Argentine artist (1919–2015)

Manuel Zorrilla de la Torre (26 April 1919 – 12 May 2015) was an Argentine painter, illustrator, engraver, drawer, and sculptor. His parents were Spanish immigrants.

== Career ==
Zorrilla was born in Buenos Aires in 1919.

From his childhood, he takes delight in painting the rural world which surrounds him. The fauna (horses) and the flora (fruit trees, flowers) are inexhaustible sources of inspiration. In 1942, he exposed for the first time together with other artists: critic noticed and greeted him as a young hope for the Fine Art. This year marked the beginning of exhibitions, greeted by the press, which remained continuous until 1980.

From 1949 until 1953, he received numerous prizes like the " Watercolorists and Engravers Society price ", the " National Show of Drawing and Engraving price", the " Fine Art Society of Santa Fe price", the " Fine Art Society of Rosario price" and the " Fine Art Society of Mar del Plata price". In 1954 he was elected vice-president of the Argentine Society of the Plastic Arts.

Tireless traveler in Latin America and in Europe, he was interested in the landscapes and the human being in his environment. His work tells the life: in the harvests, to the factory, the "cariocas" from Rio de Janeiro (exposed at the Art museum of São Paulo in Brazil), Indians of the Argentine northwest, the tango in Buenos Aires, the forest in Venezuela but also Paris and the Seine, Rome and its monuments, Venice and Spain. The women is also a subject declined in plenty of "figures". His works of composition are numerous like: " The seat of Numance", " The ground universe and his populations” and the series " The sea " and “The Big River”.
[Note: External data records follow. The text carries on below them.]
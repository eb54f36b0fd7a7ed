//! Route table and the protected-route gate

use std::fmt;
use std::str::FromStr;
use thiserror::Error;

pub const SIGN_IN_PATH: &str = "/sign-in";
pub const CREATE_HOTEL_PATH: &str = "/create-hotel";

/// Per-hotel screens rendered inside the shared layout
#[derive(Clone, Copy, Debug, PartialEq, Eq, Hash)]
pub enum HotelPage {
    Dashboard,
    Rooms,
    Guests,
    Notifications,
    Feedback,
    Settings,
    ConfigureDisplay,
    Calendar,
    Users,
    CleanRequests,
    TechnicalIssues,
    Reservations,
}

#[derive(Debug, Clone, PartialEq, Eq, Error)]
#[error("Unknown hotel page: {0}")]
pub struct UnknownPage(pub String);

impl HotelPage {
    /// Navigation order
    pub const ALL: [Self; 12] = [
        Self::Dashboard,
        Self::Rooms,
        Self::Guests,
        Self::Reservations,
        Self::Calendar,
        Self::CleanRequests,
        Self::TechnicalIssues,
        Self::Feedback,
        Self::Notifications,
        Self::Users,
        Self::ConfigureDisplay,
        Self::Settings,
    ];

    /// Path segment after `/hotel/:hotelId/`
    pub const fn slug(self) -> &'static str {
        match self {
            Self::Dashboard => "dashboard",
            Self::Rooms => "rooms",
            Self::Guests => "guests",
            Self::Notifications => "notifications",
            Self::Feedback => "feedback",
            Self::Settings => "settings",
            Self::ConfigureDisplay => "configure-display",
            Self::Calendar => "calendar",
            Self::Users => "users",
            Self::CleanRequests => "clean-requests",
            Self::TechnicalIssues => "technical-issues",
            Self::Reservations => "reservations",
        }
    }

    pub const fn title(self) -> &'static str {
        match self {
            Self::Dashboard => "Dashboard",
            Self::Rooms => "Rooms",
            Self::Guests => "Guests",
            Self::Notifications => "Notifications",
            Self::Feedback => "Feedback",
            Self::Settings => "Settings",
            Self::ConfigureDisplay => "Configure Display",
            Self::Calendar => "Calendar",
            Self::Users => "Users",
            Self::CleanRequests => "Clean Requests",
            Self::TechnicalIssues => "Technical Issues",
            Self::Reservations => "Reservations",
        }
    }
}

impl fmt::Display for HotelPage {
    fn fmt(&self, f: &mut fmt::Formatter<'_>) -> fmt::Result {
        f.write_str(self.slug())
    }
}

impl FromStr for HotelPage {
    type Err = UnknownPage;

    fn from_str(s: &str) -> Result<Self, Self::Err> {
        Self::ALL
            .into_iter()
            .find(|page| page.slug() == s)
            .ok_or_else(|| UnknownPage(s.to_string()))
    }
}

/// Every path the console recognizes
#[derive(Clone, Debug, PartialEq, Eq)]
pub enum Route {
    SignIn,
    Root,
    CreateHotel,
    Hotel { hotel_id: String, page: HotelPage },
    NotFound,
}

impl Route {
    pub fn hotel(hotel_id: impl Into<String>, page: HotelPage) -> Self {
        Self::Hotel {
            hotel_id: hotel_id.into(),
            page,
        }
    }

    /// Match a location path against the route table.
    ///
    /// Query strings, fragments and a single trailing slash are ignored.
    pub fn parse(path: &str) -> Self {
        let path = path.split(['?', '#']).next().unwrap_or_default();
        let path = match path.strip_suffix('/') {
            Some(stripped) if !stripped.is_empty() => stripped,
            _ => path,
        };

        let segments: Vec<&str> = path.split('/').skip(1).collect();
        match segments.as_slice() {
            [""] => Self::Root,
            ["sign-in"] => Self::SignIn,
            ["create-hotel"] => Self::CreateHotel,
            ["hotel", hotel_id, page] if !hotel_id.is_empty() => page
                .parse()
                .map_or(Self::NotFound, |page| Self::hotel(*hotel_id, page)),
            _ => Self::NotFound,
        }
    }

    pub fn path(&self) -> String {
        match self {
            Self::SignIn => SIGN_IN_PATH.to_string(),
            Self::Root => "/".to_string(),
            Self::CreateHotel => CREATE_HOTEL_PATH.to_string(),
            Self::Hotel { hotel_id, page } => format!("/hotel/{hotel_id}/{page}"),
            Self::NotFound => "/404".to_string(),
        }
    }

    /// Whether the route requires an authenticated session
    pub const fn is_protected(&self) -> bool {
        matches!(self, Self::CreateHotel | Self::Hotel { .. })
    }
}

/// What the router shows for a route once redirects are settled
#[derive(Clone, Debug, PartialEq, Eq)]
pub enum Screen {
    SignIn,
    CreateHotel,
    Hotel { hotel_id: String, page: HotelPage },
}

#[derive(Clone, Debug, PartialEq, Eq)]
pub enum Resolution {
    Render(Screen),
    /// Replace the current history entry with this route
    Redirect(Route),
}

/// Protected-route gate: where to send a visitor who may not see protected
/// content, or `None` to render it.
pub const fn guard(authenticated: bool) -> Option<Route> {
    if authenticated {
        None
    } else {
        Some(Route::SignIn)
    }
}

/// Catch-all target for paths outside the route table
pub const fn fallback(authenticated: bool) -> Route {
    if authenticated {
        Route::CreateHotel
    } else {
        Route::SignIn
    }
}

/// Decide what to do with `route` given the authentication state
pub fn resolve(route: &Route, authenticated: bool) -> Resolution {
    if route.is_protected()
        && let Some(redirect) = guard(authenticated)
    {
        return Resolution::Redirect(redirect);
    }

    match route {
        Route::SignIn => Resolution::Render(Screen::SignIn),
        Route::Root => Resolution::Redirect(Route::SignIn),
        Route::CreateHotel => Resolution::Render(Screen::CreateHotel),
        Route::Hotel { hotel_id, page } => Resolution::Render(Screen::Hotel {
            hotel_id: hotel_id.clone(),
            page: *page,
        }),
        Route::NotFound => Resolution::Redirect(fallback(authenticated)),
    }
}

/// History navigation performed by the session flow
pub trait Navigate {
    /// Replace the current history entry with `path`
    fn replace(&self, path: &str);
}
In 1982, he came to settle down in France, to Fontenay Fleury (Yvelines), among which the old village and its fields were sources of inspiration. He also began writing poetry and did several works where he often took back the subjects developed in his pictorial work. He died in 2015 in Fontenay-le-Fleury, France.

== Early years ==

Eminently self-taught, his academy is the life in all its appearances. Since 1935 he has worked with graphic and advertising studios. Quickly he turns towards The Argentine Plastic Artists Society and to The Circle of Fine Art, in Buenos Aires, to draw the nude. It is in the Zoo, in the Botanical garden, in Agricultural show and in the parks of Buenos Aires where he found his models to draw the nature. In the Circle of Fine Art the sculptor Arturo Dresco offered him his first clay to model. But the meeting with Alcides Gubellini, Italian painter and sculptor, turned out to be determining. Advice on his drawings he lavished and later introduction into the oil painting, guided his first steps. He considers Gubellini as his true master.

== Exhibitions ==

Manuel Zorrilla made a lot of individual exhibitions in Argentina on Wildenstein, Witcomb, Peuser, Müller, Perla Marino, El Nauta galleries; In Brasil, on Ibeu Gallery, Fine Arts Museum of São Paulo; in France, on Marcel Bernheim Gallery, Theâtre de Fontenay le Fleury.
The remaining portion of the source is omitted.